[Opening EXERCISE INPUT section]
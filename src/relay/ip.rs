//! Client address resolution behind optional reverse proxies

use axum::http::HeaderMap;
use std::net::IpAddr;
use tracing::warn;

use crate::config::{RelayConfig, TrustedProxyMode};

/// Resolve the visitor's address from the socket and, when the relay sits
/// behind trusted proxies, the forwarding headers.
pub fn extract_client_ip(headers: &HeaderMap, socket_ip: IpAddr, config: &RelayConfig) -> IpAddr {
    match config.trusted_proxy_mode {
        TrustedProxyMode::Cloudflare => extract_cloudflare_ip(headers).unwrap_or_else(|| {
            warn!("CF-Connecting-IP header missing in Cloudflare mode, using socket address");
            socket_ip
        }),
        TrustedProxyMode::Standard => extract_from_forwarded(headers)
            .or_else(|| extract_from_x_forwarded_for(headers, config.num_trusted_proxies))
            .unwrap_or(socket_ip),
        TrustedProxyMode::None => socket_ip,
    }
}

fn extract_cloudflare_ip(headers: &HeaderMap) -> Option<IpAddr> {
    headers
        .get("cf-connecting-ip")
        .and_then(|h| h.to_str().ok())
        .and_then(|s| s.trim().parse::<IpAddr>().ok())
}

/// First `for=` address of an RFC 7239 `Forwarded` header.
fn extract_from_forwarded(headers: &HeaderMap) -> Option<IpAddr> {
    let forwarded = headers.get("forwarded")?.to_str().ok()?;

    forwarded
        .split(',')
        .flat_map(|element| element.split(';'))
        .filter_map(|param| param.trim().strip_prefix("for="))
        .find_map(|value| {
            let value = value.trim_matches('"');
            // [v6]:port, v4:port or a bare address
            let host = match value.strip_prefix('[') {
                Some(rest) => rest.split(']').next().unwrap_or(rest),
                None if value.matches(':').count() == 1 => {
                    value.split(':').next().unwrap_or(value)
                }
                None => value,
            };
            host.parse::<IpAddr>().ok()
        })
}

/// Address in `X-Forwarded-For`, skipping the entries appended by trusted
/// proxies from the right.
fn extract_from_x_forwarded_for(
    headers: &HeaderMap,
    num_trusted_proxies: Option<usize>,
) -> Option<IpAddr> {
    let xff = headers.get("x-forwarded-for")?.to_str().ok()?;

    let ips: Vec<IpAddr> = xff
        .split(',')
        .filter_map(|s| s.trim().parse::<IpAddr>().ok())
        .collect();

    match num_trusted_proxies {
        Some(trusted) if ips.len() > trusted => Some(ips[ips.len() - trusted - 1]),
        // Chain shorter than the proxy count: the leftmost entry is all we have
        Some(_) => ips.first().copied(),
        None => ips.last().copied(),
    }
}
[Closing EXERCISE INPUT section]
• [WORK ORDER]: Make a verbatim copy of every entry shown above.

• [TASK ANSWER]:
filename src/relay/ip.rs
//! Client address resolution behind optional reverse proxies

use axum::http::HeaderMap;
use std::net::IpAddr;
use tracing::warn;

use crate::config::{RelayConfig, TrustedProxyMode};

/// Resolve the visitor's address from the socket and, when the relay sits
/// behind trusted proxies, the forwarding headers.
pub fn extract_client_ip(headers: &HeaderMap, socket_ip: IpAddr, config: &RelayConfig) -> IpAddr {
    match config.trusted_proxy_mode {
        TrustedProxyMode::Cloudflare => extract_cloudflare_ip(headers).unwrap_or_else(|| {
            warn!("CF-Connecting-IP header missing in Cloudflare mode, using socket address");
            socket_ip
        }),
        TrustedProxyMode::Standard => extract_from_forwarded(headers)
            .or_else(|| extract_from_x_forwarded_for(headers, config.num_trusted_proxies))
            .unwrap_or(socket_ip),
        TrustedProxyMode::None => socket_ip,
    }
}

fn extract_cloudflare_ip(headers: &HeaderMap) -> Option<IpAddr> {
    headers
        .get("cf-connecting-ip")
        .and_then(|h| h.to_str().ok())
        .and_then(|s| s.trim().parse::<IpAddr>().ok())
}

/// First `for=` address of an RFC 7239 `Forwarded` header.
fn extract_from_forwarded(headers: &HeaderMap) -> Option<IpAddr> {
    let forwarded = headers.get("forwarded")?.to_str().ok()?;

    forwarded
        .split(',')
        .flat_map(|element| element.split(';'))
        .filter_map(|param| param.trim().strip_prefix("for="))
        .find_map(|value| {
            let value = value.trim_matches('"');
            // [v6]:port, v4:port or a bare address
            let host = match value.strip_prefix('[') {
                Some(rest) => rest.split(']').next().unwrap_or(rest),
                None if value.matches(':').count() == 1 => {
                    value.split(':').next().unwrap_or(value)
                }
                None => value,
            };
            host.parse::<IpAddr>().ok()
        })
}

/// Address in `X-Forwarded-For`, skipping the entries appended by trusted
/// proxies from the right.
fn extract_from_x_forwarded_for(
    headers: &HeaderMap,
    num_trusted_proxies: Option<usize>,
) -> Option<IpAddr> {
    let xff = headers.get("x-forwarded-for")?.to_str().ok()?;

    let ips: Vec<IpAddr> = xff
        .split(',')
        .filter_map(|s| s.trim().parse::<IpAddr>().ok())
        .collect();

    match num_trusted_proxies {
        Some(trusted) if ips.len() > trusted => Some(ips[ips.len() - trusted - 1]),
        // Chain shorter than the proxy count: the leftmost entry is all we have
        Some(_) => ips.first().copied(),
        None => ips.last().copied(),
    }
}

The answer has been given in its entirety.